▸ **Your goal**
For each line of the data below, test for "minutes". Report only the number of lines that pass.
* * * * *
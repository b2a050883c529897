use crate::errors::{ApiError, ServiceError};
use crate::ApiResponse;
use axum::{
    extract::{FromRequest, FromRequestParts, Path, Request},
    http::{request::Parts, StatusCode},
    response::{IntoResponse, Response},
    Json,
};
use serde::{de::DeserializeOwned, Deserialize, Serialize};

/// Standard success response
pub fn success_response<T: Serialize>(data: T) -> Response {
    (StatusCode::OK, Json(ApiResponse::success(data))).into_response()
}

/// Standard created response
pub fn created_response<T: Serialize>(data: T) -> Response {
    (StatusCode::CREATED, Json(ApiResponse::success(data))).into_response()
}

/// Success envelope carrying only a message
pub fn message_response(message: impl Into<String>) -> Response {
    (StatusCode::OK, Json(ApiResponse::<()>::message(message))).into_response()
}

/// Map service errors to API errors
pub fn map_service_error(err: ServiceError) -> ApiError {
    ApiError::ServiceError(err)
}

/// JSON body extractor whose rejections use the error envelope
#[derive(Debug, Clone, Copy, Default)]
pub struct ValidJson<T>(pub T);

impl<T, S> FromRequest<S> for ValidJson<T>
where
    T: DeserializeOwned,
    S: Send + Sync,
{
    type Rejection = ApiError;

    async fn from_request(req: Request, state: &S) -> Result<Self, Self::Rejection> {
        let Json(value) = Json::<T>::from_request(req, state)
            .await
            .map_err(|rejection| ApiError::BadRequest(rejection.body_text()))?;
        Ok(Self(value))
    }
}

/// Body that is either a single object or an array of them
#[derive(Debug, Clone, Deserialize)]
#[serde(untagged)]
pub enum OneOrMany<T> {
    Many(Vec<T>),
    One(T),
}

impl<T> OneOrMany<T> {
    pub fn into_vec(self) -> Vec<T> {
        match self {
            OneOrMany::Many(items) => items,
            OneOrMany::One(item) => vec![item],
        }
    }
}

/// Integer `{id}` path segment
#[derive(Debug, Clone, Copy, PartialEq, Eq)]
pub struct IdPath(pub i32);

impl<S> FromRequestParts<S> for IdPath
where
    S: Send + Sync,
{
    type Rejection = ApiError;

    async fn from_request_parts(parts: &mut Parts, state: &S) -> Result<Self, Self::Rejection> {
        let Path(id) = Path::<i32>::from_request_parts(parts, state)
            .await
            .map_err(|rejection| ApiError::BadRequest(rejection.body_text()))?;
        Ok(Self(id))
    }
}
* * * * *
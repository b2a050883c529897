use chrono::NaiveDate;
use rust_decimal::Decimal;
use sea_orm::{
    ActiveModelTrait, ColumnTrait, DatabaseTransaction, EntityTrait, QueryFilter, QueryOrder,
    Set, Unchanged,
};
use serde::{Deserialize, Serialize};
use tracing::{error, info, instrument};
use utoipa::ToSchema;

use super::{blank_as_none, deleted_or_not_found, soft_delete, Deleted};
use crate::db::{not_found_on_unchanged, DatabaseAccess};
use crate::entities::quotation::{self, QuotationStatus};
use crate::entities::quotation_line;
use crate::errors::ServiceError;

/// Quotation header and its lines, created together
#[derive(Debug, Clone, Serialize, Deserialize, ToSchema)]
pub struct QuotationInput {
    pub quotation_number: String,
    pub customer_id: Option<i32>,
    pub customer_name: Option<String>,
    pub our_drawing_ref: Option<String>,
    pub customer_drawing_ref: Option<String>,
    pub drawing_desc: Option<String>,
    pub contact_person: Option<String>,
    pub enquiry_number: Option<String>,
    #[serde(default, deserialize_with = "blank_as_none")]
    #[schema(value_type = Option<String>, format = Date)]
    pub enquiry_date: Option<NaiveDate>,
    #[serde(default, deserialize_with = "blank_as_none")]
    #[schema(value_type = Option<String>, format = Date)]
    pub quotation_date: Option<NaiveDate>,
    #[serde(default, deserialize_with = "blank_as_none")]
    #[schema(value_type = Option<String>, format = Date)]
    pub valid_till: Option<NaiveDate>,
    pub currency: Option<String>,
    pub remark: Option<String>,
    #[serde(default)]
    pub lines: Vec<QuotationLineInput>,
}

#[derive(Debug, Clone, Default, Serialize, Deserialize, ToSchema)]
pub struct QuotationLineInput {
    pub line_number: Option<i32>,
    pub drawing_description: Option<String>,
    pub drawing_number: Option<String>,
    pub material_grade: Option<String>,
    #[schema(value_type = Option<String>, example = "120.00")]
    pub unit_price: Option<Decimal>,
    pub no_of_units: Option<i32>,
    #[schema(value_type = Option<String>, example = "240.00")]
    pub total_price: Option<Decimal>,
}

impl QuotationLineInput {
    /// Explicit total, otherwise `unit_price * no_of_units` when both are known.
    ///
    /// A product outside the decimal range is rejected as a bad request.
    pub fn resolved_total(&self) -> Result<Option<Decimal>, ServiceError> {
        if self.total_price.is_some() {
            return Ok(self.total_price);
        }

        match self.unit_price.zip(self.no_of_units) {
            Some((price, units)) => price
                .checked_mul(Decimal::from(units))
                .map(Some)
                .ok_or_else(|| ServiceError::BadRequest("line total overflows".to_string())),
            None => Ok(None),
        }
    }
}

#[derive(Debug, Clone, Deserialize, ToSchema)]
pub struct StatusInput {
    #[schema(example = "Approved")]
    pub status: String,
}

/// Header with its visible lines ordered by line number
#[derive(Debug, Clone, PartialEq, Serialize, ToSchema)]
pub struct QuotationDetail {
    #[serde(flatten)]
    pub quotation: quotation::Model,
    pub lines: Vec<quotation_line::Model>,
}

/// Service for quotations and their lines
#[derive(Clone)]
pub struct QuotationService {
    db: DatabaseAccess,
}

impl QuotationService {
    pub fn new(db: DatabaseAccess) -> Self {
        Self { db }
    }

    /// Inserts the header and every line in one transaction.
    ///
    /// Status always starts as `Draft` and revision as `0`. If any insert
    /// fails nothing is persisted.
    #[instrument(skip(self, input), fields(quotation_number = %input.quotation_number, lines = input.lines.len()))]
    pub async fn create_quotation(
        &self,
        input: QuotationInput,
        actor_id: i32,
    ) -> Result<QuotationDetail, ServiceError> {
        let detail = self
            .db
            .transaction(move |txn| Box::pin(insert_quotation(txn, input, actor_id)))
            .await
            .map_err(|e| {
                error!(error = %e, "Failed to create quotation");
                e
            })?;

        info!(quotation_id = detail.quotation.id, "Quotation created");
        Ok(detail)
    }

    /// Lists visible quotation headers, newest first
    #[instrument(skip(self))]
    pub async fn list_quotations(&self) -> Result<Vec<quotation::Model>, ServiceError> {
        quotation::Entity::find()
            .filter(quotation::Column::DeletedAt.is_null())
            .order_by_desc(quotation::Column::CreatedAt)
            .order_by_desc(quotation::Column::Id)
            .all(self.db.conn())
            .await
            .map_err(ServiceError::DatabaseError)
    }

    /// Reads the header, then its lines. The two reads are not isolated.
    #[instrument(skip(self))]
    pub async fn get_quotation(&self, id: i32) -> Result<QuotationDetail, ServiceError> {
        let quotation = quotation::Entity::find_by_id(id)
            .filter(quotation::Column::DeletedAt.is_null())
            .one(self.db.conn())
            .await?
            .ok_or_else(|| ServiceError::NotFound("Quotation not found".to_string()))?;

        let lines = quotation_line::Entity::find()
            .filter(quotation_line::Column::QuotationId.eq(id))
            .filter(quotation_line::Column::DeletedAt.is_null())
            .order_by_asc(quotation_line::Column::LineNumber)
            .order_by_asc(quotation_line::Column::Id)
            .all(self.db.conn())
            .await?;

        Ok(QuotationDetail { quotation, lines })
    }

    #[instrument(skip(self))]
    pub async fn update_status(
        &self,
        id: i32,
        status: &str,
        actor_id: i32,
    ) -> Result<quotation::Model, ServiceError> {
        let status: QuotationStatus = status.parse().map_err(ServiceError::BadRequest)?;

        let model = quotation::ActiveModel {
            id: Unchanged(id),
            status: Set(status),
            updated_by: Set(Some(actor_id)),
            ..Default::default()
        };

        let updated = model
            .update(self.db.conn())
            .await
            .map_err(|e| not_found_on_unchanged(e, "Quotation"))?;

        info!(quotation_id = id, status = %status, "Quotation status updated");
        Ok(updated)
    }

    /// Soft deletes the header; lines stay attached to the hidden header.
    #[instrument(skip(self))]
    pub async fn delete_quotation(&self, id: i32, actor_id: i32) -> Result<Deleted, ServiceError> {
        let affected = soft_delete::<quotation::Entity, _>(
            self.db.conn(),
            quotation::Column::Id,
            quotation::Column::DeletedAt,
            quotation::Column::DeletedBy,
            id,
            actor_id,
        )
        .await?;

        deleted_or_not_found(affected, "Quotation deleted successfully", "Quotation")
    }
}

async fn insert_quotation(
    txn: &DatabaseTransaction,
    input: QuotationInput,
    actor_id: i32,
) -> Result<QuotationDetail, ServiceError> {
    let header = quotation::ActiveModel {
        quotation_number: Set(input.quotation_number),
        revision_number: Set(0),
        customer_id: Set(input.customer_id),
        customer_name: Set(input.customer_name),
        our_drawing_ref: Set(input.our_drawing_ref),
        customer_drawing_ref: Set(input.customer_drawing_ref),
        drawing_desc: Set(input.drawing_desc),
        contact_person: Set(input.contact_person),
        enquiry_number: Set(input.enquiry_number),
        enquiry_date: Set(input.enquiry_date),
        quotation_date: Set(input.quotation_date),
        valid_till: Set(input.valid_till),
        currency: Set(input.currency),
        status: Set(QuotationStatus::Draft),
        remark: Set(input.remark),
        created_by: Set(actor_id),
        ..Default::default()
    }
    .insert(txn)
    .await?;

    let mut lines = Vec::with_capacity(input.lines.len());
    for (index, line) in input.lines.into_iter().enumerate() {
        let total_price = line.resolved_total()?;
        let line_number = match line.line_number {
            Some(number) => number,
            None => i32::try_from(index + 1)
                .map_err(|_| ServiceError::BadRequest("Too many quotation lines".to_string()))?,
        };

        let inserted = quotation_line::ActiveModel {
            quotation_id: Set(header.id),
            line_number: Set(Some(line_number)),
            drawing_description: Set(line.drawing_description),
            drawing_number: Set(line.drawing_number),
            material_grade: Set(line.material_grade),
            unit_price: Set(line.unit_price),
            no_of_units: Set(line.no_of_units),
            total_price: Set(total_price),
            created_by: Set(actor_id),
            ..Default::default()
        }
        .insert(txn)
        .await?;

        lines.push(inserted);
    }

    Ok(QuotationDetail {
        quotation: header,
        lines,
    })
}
* * * * *
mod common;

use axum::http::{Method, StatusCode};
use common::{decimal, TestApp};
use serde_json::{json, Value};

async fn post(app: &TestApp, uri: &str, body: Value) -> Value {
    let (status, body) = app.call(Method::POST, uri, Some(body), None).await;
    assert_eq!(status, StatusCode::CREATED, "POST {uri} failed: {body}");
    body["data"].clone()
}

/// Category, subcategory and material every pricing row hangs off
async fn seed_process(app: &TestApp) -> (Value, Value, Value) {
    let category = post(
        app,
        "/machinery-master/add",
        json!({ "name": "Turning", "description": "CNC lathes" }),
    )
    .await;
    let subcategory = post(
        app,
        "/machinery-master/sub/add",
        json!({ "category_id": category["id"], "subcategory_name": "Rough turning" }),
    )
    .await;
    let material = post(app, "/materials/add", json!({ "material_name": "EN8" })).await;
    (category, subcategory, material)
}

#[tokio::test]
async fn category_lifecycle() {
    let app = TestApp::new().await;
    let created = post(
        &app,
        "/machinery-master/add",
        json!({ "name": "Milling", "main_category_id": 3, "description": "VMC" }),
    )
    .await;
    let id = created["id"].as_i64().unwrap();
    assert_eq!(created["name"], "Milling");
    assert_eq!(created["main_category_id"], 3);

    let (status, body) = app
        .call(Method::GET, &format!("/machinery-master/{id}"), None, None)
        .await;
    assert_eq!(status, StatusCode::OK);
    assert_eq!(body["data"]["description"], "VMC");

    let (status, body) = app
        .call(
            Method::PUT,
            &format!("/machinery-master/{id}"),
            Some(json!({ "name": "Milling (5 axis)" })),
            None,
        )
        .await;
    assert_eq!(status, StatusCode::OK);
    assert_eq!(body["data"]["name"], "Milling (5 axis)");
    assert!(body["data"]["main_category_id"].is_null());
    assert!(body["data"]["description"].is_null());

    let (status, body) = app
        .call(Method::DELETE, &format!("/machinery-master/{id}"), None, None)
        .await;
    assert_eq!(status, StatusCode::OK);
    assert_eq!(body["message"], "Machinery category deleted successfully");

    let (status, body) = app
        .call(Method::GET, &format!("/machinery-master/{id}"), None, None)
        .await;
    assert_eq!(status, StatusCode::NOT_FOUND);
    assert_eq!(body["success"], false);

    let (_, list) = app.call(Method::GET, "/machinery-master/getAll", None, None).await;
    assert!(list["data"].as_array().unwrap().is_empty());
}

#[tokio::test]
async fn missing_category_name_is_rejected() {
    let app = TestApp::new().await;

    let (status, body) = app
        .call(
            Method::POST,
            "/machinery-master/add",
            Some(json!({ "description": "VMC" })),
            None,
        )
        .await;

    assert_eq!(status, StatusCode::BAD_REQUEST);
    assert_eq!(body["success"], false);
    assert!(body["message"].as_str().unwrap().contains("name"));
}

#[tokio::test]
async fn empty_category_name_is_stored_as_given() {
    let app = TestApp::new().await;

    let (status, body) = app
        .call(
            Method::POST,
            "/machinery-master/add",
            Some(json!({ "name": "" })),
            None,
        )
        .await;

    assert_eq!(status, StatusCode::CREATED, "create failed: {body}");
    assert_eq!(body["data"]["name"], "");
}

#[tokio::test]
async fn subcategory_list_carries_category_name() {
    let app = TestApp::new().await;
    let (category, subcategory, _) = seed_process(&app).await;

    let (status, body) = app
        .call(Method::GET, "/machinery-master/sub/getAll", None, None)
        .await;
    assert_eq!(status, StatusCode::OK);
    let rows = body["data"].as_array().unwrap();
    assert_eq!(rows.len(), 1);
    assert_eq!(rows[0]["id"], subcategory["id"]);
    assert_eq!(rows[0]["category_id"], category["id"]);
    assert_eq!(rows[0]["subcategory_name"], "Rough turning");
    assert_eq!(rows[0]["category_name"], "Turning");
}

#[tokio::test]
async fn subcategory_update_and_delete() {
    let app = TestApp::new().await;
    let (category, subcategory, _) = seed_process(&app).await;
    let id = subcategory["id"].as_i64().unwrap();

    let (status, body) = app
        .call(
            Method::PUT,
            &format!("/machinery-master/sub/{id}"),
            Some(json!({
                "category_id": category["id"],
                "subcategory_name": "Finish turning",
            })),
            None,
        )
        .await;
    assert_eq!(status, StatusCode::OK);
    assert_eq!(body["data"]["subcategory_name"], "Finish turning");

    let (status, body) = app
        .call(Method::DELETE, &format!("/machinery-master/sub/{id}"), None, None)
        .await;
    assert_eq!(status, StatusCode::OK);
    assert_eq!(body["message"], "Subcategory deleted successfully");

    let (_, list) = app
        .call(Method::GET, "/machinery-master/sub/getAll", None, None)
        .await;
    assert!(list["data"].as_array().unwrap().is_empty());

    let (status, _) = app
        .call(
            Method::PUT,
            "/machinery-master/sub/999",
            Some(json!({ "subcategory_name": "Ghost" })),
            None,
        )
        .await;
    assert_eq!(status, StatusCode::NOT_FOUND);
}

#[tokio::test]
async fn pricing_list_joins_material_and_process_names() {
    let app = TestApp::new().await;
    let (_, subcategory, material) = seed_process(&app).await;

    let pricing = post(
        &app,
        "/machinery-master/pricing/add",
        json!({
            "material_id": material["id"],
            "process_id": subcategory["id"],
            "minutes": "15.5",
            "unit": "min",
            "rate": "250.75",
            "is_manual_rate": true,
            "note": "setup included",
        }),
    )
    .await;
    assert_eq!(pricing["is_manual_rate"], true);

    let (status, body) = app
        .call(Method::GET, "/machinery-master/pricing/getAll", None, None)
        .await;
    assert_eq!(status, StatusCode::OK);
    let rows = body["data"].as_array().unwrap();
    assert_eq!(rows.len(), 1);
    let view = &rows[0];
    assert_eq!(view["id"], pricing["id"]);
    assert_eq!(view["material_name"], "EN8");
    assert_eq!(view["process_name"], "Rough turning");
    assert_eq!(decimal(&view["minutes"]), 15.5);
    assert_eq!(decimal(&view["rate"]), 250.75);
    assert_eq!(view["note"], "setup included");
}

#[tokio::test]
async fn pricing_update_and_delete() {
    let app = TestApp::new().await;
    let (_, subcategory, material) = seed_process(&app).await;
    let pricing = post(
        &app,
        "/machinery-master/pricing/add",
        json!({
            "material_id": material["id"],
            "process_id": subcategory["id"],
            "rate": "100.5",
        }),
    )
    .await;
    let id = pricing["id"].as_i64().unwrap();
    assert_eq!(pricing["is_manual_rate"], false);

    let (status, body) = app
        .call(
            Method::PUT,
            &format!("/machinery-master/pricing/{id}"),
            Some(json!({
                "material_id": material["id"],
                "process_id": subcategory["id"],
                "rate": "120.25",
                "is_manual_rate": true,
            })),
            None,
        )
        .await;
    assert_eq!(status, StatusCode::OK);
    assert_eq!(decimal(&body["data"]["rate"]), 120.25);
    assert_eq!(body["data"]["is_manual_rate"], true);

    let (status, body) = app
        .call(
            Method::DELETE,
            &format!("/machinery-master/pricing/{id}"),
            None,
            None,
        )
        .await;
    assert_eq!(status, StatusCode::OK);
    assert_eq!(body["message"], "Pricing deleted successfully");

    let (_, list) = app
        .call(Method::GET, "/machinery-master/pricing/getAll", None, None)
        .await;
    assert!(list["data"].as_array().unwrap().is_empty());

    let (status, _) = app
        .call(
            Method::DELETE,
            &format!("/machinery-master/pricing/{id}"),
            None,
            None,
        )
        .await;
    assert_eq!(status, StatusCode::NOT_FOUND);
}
* * * * *
▸ **Answer**
2